We used R to analyze all examples in Chapter 16. We put the code here so that you can too.
Also see our R lab on correlation.
Linear correlation:
cor.test(~ futureBehavior + nVisitsNestling, data = booby)
Spearman rank correlation:
cor.test(~ impressivenessScore + years, data = trick, method = "spearman")
We need to load the ggplot2
package for graphs.
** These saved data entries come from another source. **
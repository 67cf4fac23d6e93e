//! Internal logging macros.
//!
//! Forward to `defmt` when the `defmt` feature is enabled and compile to
//! nothing otherwise. Arguments must implement `defmt::Format`.

#![macro_use]
#![allow(unused_macros)]

macro_rules! trace {
    ($s:literal $(, $x:expr)* $(,)?) => {
        {
            #[cfg(feature = "defmt")]
            ::defmt::trace!($s $(, $x)*);
            #[cfg(not(feature = "defmt"))]
            let _ = ($( & $x ),*);
        }
    };
}

macro_rules! debug {
    ($s:literal $(, $x:expr)* $(,)?) => {
        {
            #[cfg(feature = "defmt")]
            ::defmt::debug!($s $(, $x)*);
            #[cfg(not(feature = "defmt"))]
            let _ = ($( & $x ),*);
        }
    };
}

macro_rules! warn {
    ($s:literal $(, $x:expr)* $(,)?) => {
        {
            #[cfg(feature = "defmt")]
            ::defmt::warn!($s $(, $x)*);
            #[cfg(not(feature = "defmt"))]
            let _ = ($( & $x ),*);
        }
    };
}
We might need the dplyr
package for subsetting a data set.
library(ggplot2)
library(dplyr)
Estimate a linear correlation between the number of non-parent adult visits experienced by boobies as chicks and the number of similar behaviors performed by the same birds when adult.
booby <- read.csv(url("https://whitlockschluter3e.zoology.ubc.ca/Data/chapter16/chap16e1FlippingBird.csv"), stringsAsFactors = FALSE)
head(booby)
## nVisitsNestling futureBehavior
## 1 1 -0.80
## 2 7 -0.92
## 3 15 -0.80
## 4 4 -0.46
## 5 11 -0.47
## 6 14 -0.46
ggplot(booby, aes(nVisitsNestling, futureBehavior)) +
geom_point(size = 3, col = "firebrick") +
labs(x = "Events experienced while a nestling", y = "Future behavior") +
theme_classic()
The cor.test
function computes a number of useful quantities, which we save in the object boobyCor
. The quantities can be extracted one at a time or shown all at once. We show the formula method here.
boobyCor <- cor.test(~ futureBehavior + nVisitsNestling, data = booby)
boobyCor
##
## Pearson's product-moment correlation
##
## data: futureBehavior and nVisitsNestling
## t = 2.9603, df = 22, p-value = 0.007229
## alternative hypothesis: true correlation is not equal to 0
## 95 percent confidence interval:
## 0.1660840 0.7710999
## sample estimates:
## cor
## 0.5337225
If only the estimated correlation \(r\) and its standard error are of interest, they can be obtained as follows. The calculation of standard error uses nrow(booby)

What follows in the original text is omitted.